- WHAT IS NEEDED
If a line below contains the string "content", return that line.

========================

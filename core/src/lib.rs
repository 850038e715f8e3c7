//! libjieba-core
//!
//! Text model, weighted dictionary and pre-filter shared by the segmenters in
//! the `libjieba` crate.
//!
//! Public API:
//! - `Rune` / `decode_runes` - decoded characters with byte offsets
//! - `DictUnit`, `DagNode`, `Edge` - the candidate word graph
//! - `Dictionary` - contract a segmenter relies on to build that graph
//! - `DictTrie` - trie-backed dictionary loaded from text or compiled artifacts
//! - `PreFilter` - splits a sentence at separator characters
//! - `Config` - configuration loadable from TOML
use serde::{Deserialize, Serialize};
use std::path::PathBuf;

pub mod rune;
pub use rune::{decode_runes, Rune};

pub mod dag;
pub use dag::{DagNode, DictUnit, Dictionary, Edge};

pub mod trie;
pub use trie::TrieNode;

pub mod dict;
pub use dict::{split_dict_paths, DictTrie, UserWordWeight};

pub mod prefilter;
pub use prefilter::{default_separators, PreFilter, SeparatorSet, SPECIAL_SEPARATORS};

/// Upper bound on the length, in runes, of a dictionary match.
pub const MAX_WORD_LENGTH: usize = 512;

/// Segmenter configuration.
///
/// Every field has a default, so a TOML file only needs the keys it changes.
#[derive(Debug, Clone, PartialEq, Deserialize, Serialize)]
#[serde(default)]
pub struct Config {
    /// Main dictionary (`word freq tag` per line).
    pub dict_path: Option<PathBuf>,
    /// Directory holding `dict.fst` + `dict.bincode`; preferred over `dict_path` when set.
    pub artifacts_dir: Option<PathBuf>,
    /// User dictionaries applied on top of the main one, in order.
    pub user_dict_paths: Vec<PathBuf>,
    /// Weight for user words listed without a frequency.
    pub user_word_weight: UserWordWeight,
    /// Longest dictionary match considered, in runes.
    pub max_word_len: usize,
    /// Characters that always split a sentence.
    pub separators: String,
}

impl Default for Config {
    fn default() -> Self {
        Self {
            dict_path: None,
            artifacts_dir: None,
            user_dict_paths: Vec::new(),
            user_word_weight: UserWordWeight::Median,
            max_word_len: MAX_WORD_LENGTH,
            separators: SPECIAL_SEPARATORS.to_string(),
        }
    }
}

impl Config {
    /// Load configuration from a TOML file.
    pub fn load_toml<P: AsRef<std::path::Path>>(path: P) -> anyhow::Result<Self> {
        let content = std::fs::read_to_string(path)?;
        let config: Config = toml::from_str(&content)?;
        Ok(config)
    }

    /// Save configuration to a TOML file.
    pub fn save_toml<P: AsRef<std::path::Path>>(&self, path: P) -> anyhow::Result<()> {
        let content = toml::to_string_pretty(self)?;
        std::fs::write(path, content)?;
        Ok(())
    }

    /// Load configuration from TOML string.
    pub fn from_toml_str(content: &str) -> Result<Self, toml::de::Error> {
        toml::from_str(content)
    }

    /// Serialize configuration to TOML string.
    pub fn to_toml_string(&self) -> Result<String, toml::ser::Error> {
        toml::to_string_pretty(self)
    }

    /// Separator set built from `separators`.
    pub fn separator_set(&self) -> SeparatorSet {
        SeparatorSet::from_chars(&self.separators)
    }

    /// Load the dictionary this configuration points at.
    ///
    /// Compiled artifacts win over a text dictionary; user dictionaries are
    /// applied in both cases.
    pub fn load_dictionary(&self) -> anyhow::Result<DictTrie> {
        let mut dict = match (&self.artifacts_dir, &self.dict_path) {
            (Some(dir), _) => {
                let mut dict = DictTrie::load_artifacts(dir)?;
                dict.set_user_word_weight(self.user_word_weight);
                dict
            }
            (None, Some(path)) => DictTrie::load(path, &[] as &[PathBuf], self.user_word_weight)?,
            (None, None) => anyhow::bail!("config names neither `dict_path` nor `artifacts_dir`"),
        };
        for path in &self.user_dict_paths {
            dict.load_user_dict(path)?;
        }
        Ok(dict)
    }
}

========================

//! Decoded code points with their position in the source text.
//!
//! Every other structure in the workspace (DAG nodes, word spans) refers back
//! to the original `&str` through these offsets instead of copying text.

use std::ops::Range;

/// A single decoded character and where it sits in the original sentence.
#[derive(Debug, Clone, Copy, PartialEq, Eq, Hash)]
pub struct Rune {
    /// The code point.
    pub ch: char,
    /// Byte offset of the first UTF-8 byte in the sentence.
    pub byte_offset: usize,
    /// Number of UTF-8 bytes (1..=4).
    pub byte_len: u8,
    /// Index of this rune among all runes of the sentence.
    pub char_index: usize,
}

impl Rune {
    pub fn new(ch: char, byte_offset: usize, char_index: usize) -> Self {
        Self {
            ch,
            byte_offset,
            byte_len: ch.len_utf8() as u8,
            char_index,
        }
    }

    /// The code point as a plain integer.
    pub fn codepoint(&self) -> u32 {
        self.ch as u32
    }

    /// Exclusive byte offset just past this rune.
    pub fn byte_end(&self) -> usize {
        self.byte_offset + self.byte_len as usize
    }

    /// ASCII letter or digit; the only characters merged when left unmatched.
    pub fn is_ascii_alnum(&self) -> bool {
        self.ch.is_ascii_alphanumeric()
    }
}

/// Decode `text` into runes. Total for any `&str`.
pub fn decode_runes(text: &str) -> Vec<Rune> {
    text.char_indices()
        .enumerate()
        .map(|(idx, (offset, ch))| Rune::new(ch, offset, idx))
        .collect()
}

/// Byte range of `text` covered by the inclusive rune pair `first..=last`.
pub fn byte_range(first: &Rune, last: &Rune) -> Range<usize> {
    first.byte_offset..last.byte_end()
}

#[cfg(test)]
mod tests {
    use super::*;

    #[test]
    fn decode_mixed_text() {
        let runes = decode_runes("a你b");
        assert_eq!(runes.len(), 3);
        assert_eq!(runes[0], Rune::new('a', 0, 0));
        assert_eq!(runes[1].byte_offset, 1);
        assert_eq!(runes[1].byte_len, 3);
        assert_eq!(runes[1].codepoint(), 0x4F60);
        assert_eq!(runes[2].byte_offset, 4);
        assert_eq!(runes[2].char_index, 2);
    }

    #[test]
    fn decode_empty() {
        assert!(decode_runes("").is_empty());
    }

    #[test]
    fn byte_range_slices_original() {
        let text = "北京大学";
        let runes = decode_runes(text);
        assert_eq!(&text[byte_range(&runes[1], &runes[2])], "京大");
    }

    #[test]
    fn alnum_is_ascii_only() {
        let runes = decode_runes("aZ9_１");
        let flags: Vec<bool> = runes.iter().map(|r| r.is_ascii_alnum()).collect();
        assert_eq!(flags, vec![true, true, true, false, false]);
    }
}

========================

- PROBLEM SOLUTION
        let content = std::fs::read_to_string(path)?;
        let config: Config = toml::from_str(&content)?;
        let content = toml::to_string_pretty(self)?;
        std::fs::write(path, content)?;
    pub fn from_toml_str(content: &str) -> Result<Self, toml::de::Error> {
        toml::from_str(content)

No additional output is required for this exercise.